Stage 1: query understanding and reformulation
When a user types a question, the engine first has to convert that question into something a search index can answer. This involves identifying the entities involved, the intent (informational, comparison, recommendation, transactional), and any constraints (location, time, audience). The engine then often reformulates the question into one or more underlying queries — sometimes a single query, sometimes a fan-out of three to eight sub-queries that together cover the answer space.

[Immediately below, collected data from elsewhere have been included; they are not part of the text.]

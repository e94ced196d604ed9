use tracing_subscriber::EnvFilter;

const DEFAULT_DIRECTIVE: &str = "mylobster_sandbox=info";

/// Install the global subscriber. `RUST_LOG` overrides the default filter.
pub fn init(json: bool) {
    let filter =
        EnvFilter::try_from_default_env().unwrap_or_else(|_| EnvFilter::new(DEFAULT_DIRECTIVE));

    let builder = tracing_subscriber::fmt()
        .with_env_filter(filter)
        .with_writer(std::io::stderr);

    if json {
        builder.json().init();
    } else {
        builder.init();
    }
}
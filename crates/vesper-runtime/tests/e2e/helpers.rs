#![allow(dead_code)]
use vesper_compiler::ast::{BinaryOp, Expr, ExprKind, Literal, LogicalOp};
use vesper_runtime::error::RuntimeError;
use vesper_runtime::value::Value;
use vesper_runtime::vm::Interpreter;
use vesper_runtime::{execute_program, execute_program_with};

/// Compile and run a program, panicking on any error.
pub fn run(program: &Expr) -> Value {
    execute_program(program).unwrap_or_else(|e| panic!("runtime error: {e}"))
}

/// Compile a program, configure the interpreter, run, and keep the
/// interpreter for host-side calls afterwards.
pub fn run_with(
    program: &Expr,
    setup: impl FnOnce(&mut Interpreter) -> Result<(), RuntimeError>,
) -> (Interpreter, Value) {
    execute_program_with(program, setup).unwrap_or_else(|e| panic!("runtime error: {e}"))
}

/// Compile and run a program, expecting a runtime error.
pub fn run_err(program: &Expr) -> RuntimeError {
    match execute_program(program) {
        Err(e) => e,
        Ok(v) => panic!("expected error, got {v:?}"),
    }
}

pub fn assert_num(v: &Value, expected: f64) {
    match v {
        Value::Num(n) => assert_eq!(*n, expected, "expected {expected}, got {n}"),
        other => panic!("expected number {expected}, got {other:?}"),
    }
}

pub fn assert_bool(v: &Value, expected: bool) {
    match v {
        Value::Bool(b) => assert_eq!(*b, expected),
        other => panic!("expected bool {expected}, got {other:?}"),
    }
}

pub fn assert_null(v: &Value) {
    assert!(matches!(v, Value::Null), "expected null, got {v:?}");
}

pub fn assert_str(v: &Value, interp: &Interpreter, expected: &str) {
    match v {
        Value::Str(id) => assert_eq!(interp.strings.get(*id), expected),
        other => panic!("expected string \"{expected}\", got {other:?}"),
    }
}

// ---- Expression builders ----

pub fn at(line: u32, kind: ExprKind) -> Expr {
    Expr::new(line, kind)
}

pub fn block(exprs: Vec<Expr>) -> Expr {
    Expr::new(1, ExprKind::Block(exprs))
}

pub fn num(n: f64) -> Expr {
    Expr::new(1, ExprKind::Literal(Literal::Num(n)))
}

pub fn str_lit(s: &str) -> Expr {
    Expr::new(1, ExprKind::Literal(Literal::Str(s.to_string())))
}

pub fn boolean(b: bool) -> Expr {
    Expr::new(1, ExprKind::Literal(Literal::Bool(b)))
}

pub fn null() -> Expr {
    Expr::new(1, ExprKind::Null)
}

pub fn this() -> Expr {
    Expr::new(1, ExprKind::This)
}

pub fn name(n: &str) -> Expr {
    Expr::new(1, ExprKind::Name(n.to_string()))
}

pub fn assign(n: &str, rhs: Expr) -> Expr {
    Expr::new(
        1,
        ExprKind::Assign {
            global: false,
            name: n.to_string(),
            rhs: rhs.into(),
        },
    )
}

pub fn assign_global(n: &str, rhs: Expr) -> Expr {
    Expr::new(
        1,
        ExprKind::Assign {
            global: true,
            name: n.to_string(),
            rhs: rhs.into(),
        },
    )
}

pub fn binary(op: BinaryOp, left: Expr, right: Expr) -> Expr {
    Expr::new(
        1,
        ExprKind::Binary {
            op,
            left: left.into(),
            right: right.into(),
        },
    )
}

pub fn add(left: Expr, right: Expr) -> Expr {
    binary(BinaryOp::Add, left, right)
}

pub fn lt(left: Expr, right: Expr) -> Expr {
    binary(BinaryOp::Lt, left, right)
}

pub fn logical(op: LogicalOp, left: Expr, right: Expr) -> Expr {
    Expr::new(
        1,
        ExprKind::Logical {
            op,
            left: left.into(),
            right: right.into(),
        },
    )
}

pub fn if_else(condition: Expr, if_true: Expr, if_false: Option<Expr>) -> Expr {
    Expr::new(
        1,
        ExprKind::If {
            condition: condition.into(),
            if_true: if_true.into(),
            if_false: if_false.map(Into::into),
        },
    )
}

pub fn while_loop(condition: Expr, body: Expr) -> Expr {
    Expr::new(
        1,
        ExprKind::While {
            condition: condition.into(),
            body: body.into(),
        },
    )
}

pub fn call(callee: Expr, args: Vec<Expr>) -> Expr {
    Expr::new(
        1,
        ExprKind::Call {
            callee: callee.into(),
            args,
        },
    )
}

pub fn invoke(target: Expr, index: Expr, args: Vec<Expr>) -> Expr {
    Expr::new(
        1,
        ExprKind::Invoke {
            target: target.into(),
            index: index.into(),
            args,
        },
    )
}

pub fn function(fname: Option<&str>, params: &[&str], body: Expr) -> Expr {
    Expr::new(
        1,
        ExprKind::Function {
            name: fname.map(str::to_string),
            params: params.iter().map(|p| p.to_string()).collect(),
            body: body.into(),
        },
    )
}

pub fn get(target: Expr, index: Expr) -> Expr {
    Expr::new(
        1,
        ExprKind::Get {
            target: target.into(),
            index: index.into(),
            strong: false,
        },
    )
}

pub fn get_strong(target: Expr, index: Expr) -> Expr {
    Expr::new(
        1,
        ExprKind::Get {
            target: target.into(),
            index: index.into(),
            strong: true,
        },
    )
}

pub fn set(target: Expr, index: Expr, value: Expr) -> Expr {
    Expr::new(
        1,
        ExprKind::Set {
            target: target.into(),
            index: index.into(),
            value: value.into(),
        },
    )
}

pub fn list(elems: Vec<Expr>) -> Expr {
    Expr::new(1, ExprKind::List(elems))
}

pub fn table(entries: Vec<(Expr, Expr)>) -> Expr {
    Expr::new(1, ExprKind::Table(entries))
}

pub fn ret(value: Expr) -> Expr {
    Expr::new(1, ExprKind::Return(value.into()))
}
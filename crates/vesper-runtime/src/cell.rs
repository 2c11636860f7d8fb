//! Upvalue cells: the language's only aliasing construct.
//!
//! A cell is shared (`Rc`) by every closure that captured the same enclosing
//! local, so a write through one captured reference is visible through all
//! others. While the enclosing activation is live the cell is *open* and
//! points at a stack slot; when that activation returns the cell is *closed*
//! and carries the value itself.
use std::cell::RefCell;
use std::rc::Rc;

use crate::value::Value;

#[derive(Debug)]
pub struct UpvalueCell {
    state: RefCell<CellState>,
}

#[derive(Debug)]
enum CellState {
    /// Points at an absolute stack slot of the running interpreter.
    Open(usize),
    /// The enclosing activation returned; the cell owns the value.
    Closed(Value),
}

impl UpvalueCell {
    /// Create an open cell pointing at `slot`.
    pub fn open(slot: usize) -> Rc<UpvalueCell> {
        Rc::new(UpvalueCell {
            state: RefCell::new(CellState::Open(slot)),
        })
    }

    /// The stack slot this cell points at, if still open.
    pub fn open_slot(&self) -> Option<usize> {
        match *self.state.borrow() {
            CellState::Open(slot) => Some(slot),
            CellState::Closed(_) => None,
        }
    }

    /// Read the cell's current value.
    pub fn get(&self, stack: &[Value]) -> Value {
        match &*self.state.borrow() {
            CellState::Open(slot) => stack[*slot].clone(),
            CellState::Closed(v) => v.clone(),
        }
    }

    /// Write the cell's value.
    pub fn set(&self, stack: &mut [Value], value: Value) {
        match &mut *self.state.borrow_mut() {
            CellState::Open(slot) => stack[*slot] = value,
            CellState::Closed(v) => *v = value,
        }
    }

    /// Close the cell, moving the slot's value into it.
    pub fn close(&self, stack: &[Value]) {
        let mut state = self.state.borrow_mut();
        if let CellState::Open(slot) = *state {
            *state = CellState::Closed(stack[slot].clone());
        }
    }
}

The implication for content: the entities in your content matter more than the exact phrasing. A page titled “How to choose a CRM for a 50-person SaaS company” will rank for the reformulated underlying queries even though no user types exactly that phrase. The page wins because it covers the entities the reformulator extracts from the user’s question.
The leverage: think in entities and questions, not in keywords. Audit your top pages for whether they cover the entities a reformulator would extract from the queries you want to win, and whether they answer the questions the reformulator would ask of those entities.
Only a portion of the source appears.